What problem does it solve?  

Australia isn’t clear about who it is. The new international development policy sketches out who Australia is: it is proud of its culture, heritage, rights, freedoms, democracy, environment, economy. But many countries would point to these things as core to their national identity. On their own, they don’t say anything distinctive to the region about Australia as a partner. These statements may ring especially hollow when that narrative doesn’t appear to grapple with Australia’s complex history and legacy. Across the region, Australia’s critics have cast it in the role of a coloniser, trafficker, neo-colonialist, double-dealer and party to conflict. Undoubtedly, these perspectives lack balance and nuance. But not talking about these parts of Australia’s reputation, identity and legacy widens the gulf between how Australia sees itself, and how the region sees it.  

Australia isn’t consistently clear about what it thinks is important. In the past, Australia has articulated its foreign policy identity through its values: political, economic and religious freedom, liberal democracy, rule of law, equality, and respect. Recently, commentators have observed that Australia has shied away from a values-driven approach to its development assistance. With the launch of the new development policy, Ministers seem to prefer to talk about the principles that guide Australia’s assistance – such as being transparent, partner-led and non-transactional. In practice, when there is an apparent tension between Australia’s interests in preserving bilateral relationships in the region, and its values around democracy or rule of law, the instinct to skirt around ‘sensitivities’ appears to win.  

Why now?  

There’s momentum for a reset in programs and partnerships. Australia has recently built goodwill through a change of government, a new development policy and rhetoric around partnerships, and overdue commitments on issues that matter to the region. This disruption offers the opportunity to reflect, challenge orthodoxy, and examine the principles that have guided Australia’s engagement. But any government will tell you: the honeymoon doesn’t last for long, and the window to clear the air, acknowledge mistakes and pivot will rapidly close. The Government will have to work to counterbalance the impact of the Voice referendum result on Australia’s international image.

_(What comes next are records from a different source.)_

pub const COMPANY_RULES: &[FieldRule] = &[
    FieldRule::new("handle", Text).required().length(1, 25).format(Format::Handle),
    FieldRule::new("name", Text).required().length(1, 255),
    FieldRule::new("description", Text).nullable(),
    FieldRule::new("numEmployees", Integer).nullable().range(0.0, Some(INT4_MAX)),
    FieldRule::new("logoUrl", Text).nullable().format(Format::Url),
];

pub const JOB_RULES: &[FieldRule] = &[
    FieldRule::new("title", Text).required().length(1, 255),
    FieldRule::new("salary", Integer).nullable().range(0.0, Some(INT4_MAX)),
    FieldRule::new("equity", Decimal).nullable().range(0.0, Some(1.0)),
    FieldRule::new("companyHandle", Text).required().length(1, 25),
];

pub const USER_RULES: &[FieldRule] = &[
    FieldRule::new("username", Text).required().length(1, 25),
    FieldRule::new("firstName", Text).required().length(1, 30),
    FieldRule::new("lastName", Text).required().length(1, 30),
    FieldRule::new("email", Text).required().length(6, 60).format(Format::Email),
    FieldRule::new("isAdmin", Bool),
];

pub const COMPANY_QUERY_RULES: &[FieldRule] = &[
    FieldRule::new("name", Text).length(1, 255),
    FieldRule::new("minEmployees", Integer).range(0.0, Some(INT4_MAX)),
    FieldRule::new("maxEmployees", Integer).range(0.0, Some(INT4_MAX)),
];

pub const JOB_QUERY_RULES: &[FieldRule] = &[
    FieldRule::new("title", Text).length(1, 255),
    FieldRule::new("minSalary", Integer).range(0.0, Some(INT4_MAX)),
    FieldRule::new("maxSalary", Integer).range(0.0, Some(INT4_MAX)),
    FieldRule::new("hasEquity", Bool),
];

pub struct RequestValidator;

impl RequestValidator {
    /// Validate a create body: all required fields present, no unknown fields.
    /// Returns the (coerced) fields in request order.
    pub fn validate_create(body: Map<String, Value>, rules: &[FieldRule]) -> Result<UpdatePayload, AppError> {
        for rule in rules {
            let missing = body.get(rule.field).map_or(true, Value::is_null);
            if rule.required && missing {
                return Err(AppError::Validation(format!("{} is required", rule.field)));
            }
        }
        let mut out = UpdatePayload::new();
        for (field, v) in body {
            let rule = find_rule(rules, &field)
                .ok_or_else(|| AppError::Validation(format!("unknown field: {}", field)))?;
            let v = validate_field(rule, v)?;
            out.push(field, v);
        }
        Ok(out)
    }

    /// Validate a PATCH body: only `updatable` fields, each well-formed. Required is not
    /// enforced for missing fields, and an empty body passes through untouched.
    pub fn validate_update(
        body: Map<String, Value>,
        rules: &[FieldRule],
        updatable: &[&str],
    ) -> Result<UpdatePayload, AppError> {
        let mut out = UpdatePayload::new();
        for (field, v) in body {
            let rule = find_rule(rules, &field)
                .filter(|r| updatable.contains(&r.field))
                .ok_or_else(|| AppError::Validation(format!("field not updatable: {}", field)))?;
            if rule.required && v.is_null() {
                return Err(AppError::Validation(format!("{} cannot be null", field)));
            }
            let v = validate_field(rule, v)?;
            out.push(field, v);
        }
        Ok(out)
    }

    /// Turn raw query-string pairs into typed filter criteria. Keys with a rule must parse;
    /// other keys are passed through as strings and left for the filter builder to drop.
    pub fn coerce_filter_query(
        pairs: Vec<(String, String)>,
        rules: &[FieldRule],
    ) -> Result<FilterCriteria, AppError> {
        let mut out = FilterCriteria::new();
        for (key, raw) in pairs {
            let Some(rule) = find_rule(rules, &key) else {
                out.push(key, Value::String(raw));
                continue;
            };
            let v = match rule.kind {
                Integer => raw
                    .trim()
                    .parse::<i64>()
                    .map(|n| Value::Number(n.into()))
                    .map_err(|_| AppError::Validation(format!("{} must be an integer", key)))?,
                Bool => match raw.trim().to_ascii_lowercase().as_str() {
                    "true" => Value::Bool(true),
                    "false" => Value::Bool(false),
                    _ => return Err(AppError::Validation(format!("{} must be true or false", key))),
                },
                Decimal => parse_decimal(&key, &raw)?,
                Text => Value::String(raw),
            };
            let v = validate_field(rule, v)?;
            out.push(key, v);
        }
        Ok(out)
    }
}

Geopolitical contestation is raising the cost of being a bad partner. China has publicly criticised Australia for its “colonial” and “cold war mentality” in the Pacific, accused it of being a “condescending master” and tried to undermine its partnerships while spreading anti-Western narratives. This messaging finds sympathetic ears in parts of the region, particularly where it intersects with post-colonial urges to address the power imbalances in the global development system. This is not just anti-Australian information warfare: it is also the reported experience of people in the Pacific. If nothing else, changing the way Australia engages with the region simply might give China less to criticise.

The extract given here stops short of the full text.